2,915 reports of this reaction
5.9% of all GALCANEZUMAB GNLM reports
#2 most reported adverse reaction
UNDERDOSE is the #2 most commonly reported adverse reaction for GALCANEZUMAB GNLM, manufactured by Eli Lilly and Company. There are 2,915 FDA adverse event reports linking GALCANEZUMAB GNLM to UNDERDOSE. This represents approximately 5.9% of all 49,086 adverse event reports for this drug.
Patients taking GALCANEZUMAB GNLM who experience underdose should discuss this symptom with their healthcare provider to determine whether it may be related to their medication and what alternatives may be available.
UNDERDOSE is moderately reported among GALCANEZUMAB GNLM users, representing a notable but not dominant share of adverse events.

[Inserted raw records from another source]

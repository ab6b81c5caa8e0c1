//! graph-view: Zoomable layered directed-graph view for the browser.
//!
//! This crate provides a WASM-based element that lays out a directed graph in
//! ranks, draws it as SVG inside a shadow root, animates between layouts and
//! supports pan/zoom. The layout and rendering core is DOM-free and can be
//! driven directly through [`GraphView`].

use leptos::prelude::*;
use leptos_meta::*;
use log::{Level, info, warn};
use wasm_bindgen::JsCast;
use web_sys::{HtmlScriptElement, Window};

/// UI components.
pub mod components;

pub use components::graph_view::{
	EdgeSpec, ElementRegistry, GraphError, GraphSpec, GraphView, GraphViewElement, NodeSpec,
	Theme, register,
};

/// Initialize logging and panic hooks for the WASM target.
pub fn init_logging() {
	let _ = console_log::init_with_level(Level::Debug);
	console_error_panic_hook::set_once();
	info!("graph-view: logging initialized");
}

/// Graph data and theme name from a script element with id="graph-data".
/// Expected format: JSON with { nodes: [...], edges: [...] }; the theme is
/// read from the element's `data-theme` attribute.
fn load_graph_data() -> Option<(GraphSpec, Option<String>)> {
	let window: Window = web_sys::window()?;
	let document = window.document()?;
	let element = document.get_element_by_id("graph-data")?;
	let theme = element.get_attribute("data-theme");
	let script: HtmlScriptElement = element.dyn_into().ok()?;
	let json_text = script.text().ok()?;

	match GraphSpec::from_json(&json_text) {
		Ok(data) => {
			info!(
				"graph-view: loaded {} nodes, {} edges",
				data.node_count(),
				data.edge_count()
			);
			Some((data, theme))
		}
		Err(e) => {
			warn!("graph-view: {}", e);
			None
		}
	}
}

/// Main application component.
/// Loads graph data from DOM and renders it in a `graph-view` element.
#[component]
pub fn App() -> impl IntoView {
	provide_meta_context();

	let (graph_data, theme_name) = load_graph_data().unzip();
	let theme = theme_name.flatten().and_then(|name| {
		let theme = Theme::by_name(&name);
		if theme.is_none() {
			warn!("graph-view: unknown theme '{}', using default", name);
		}
		theme
	});

	let mut registry = ElementRegistry::new();
	let instance = register(&mut registry)
		.and_then(|()| registry.create(components::graph_view::TAG_NAME))
		.inspect_err(|e| warn!("graph-view: {}", e))
		.ok();
	let data = Signal::derive(move || graph_data.clone());

	view! {
		<Html attr:lang="en" attr:dir="ltr" />
		<Title text="Graph View" />
		<Meta charset="UTF-8" />
		<Meta name="viewport" content="width=device-width, initial-scale=1.0" />

		<main class="graph-view-demo">
			<h1>"Graph View"</h1>
			<p class="subtitle">"Scroll to zoom. Drag to pan. Double-click to zoom in, Shift+double-click to zoom out."</p>
			<GraphViewElement data=data theme=theme instance=instance />
		</main>
	}
}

In addition to underdose, the following adverse reactions have been reported for GALCANEZUMAB GNLM:
The following drugs have also been linked to underdose in FDA adverse event reports:
UNDERDOSE has been reported as an adverse event in 2,915 FDA reports for GALCANEZUMAB GNLM. This does not prove causation, but indicates an association observed in post-market surveillance data.
UNDERDOSE accounts for approximately 5.9% of all adverse event reports for GALCANEZUMAB GNLM, making it one of the most commonly reported side effect.
If you experience underdose while taking GALCANEZUMAB GNLM, contact your healthcare provider. They can evaluate whether the symptom is related to your medication and discuss potential adjustments to your treatment plan. Do not stop taking prescribed medication without consulting your doctor.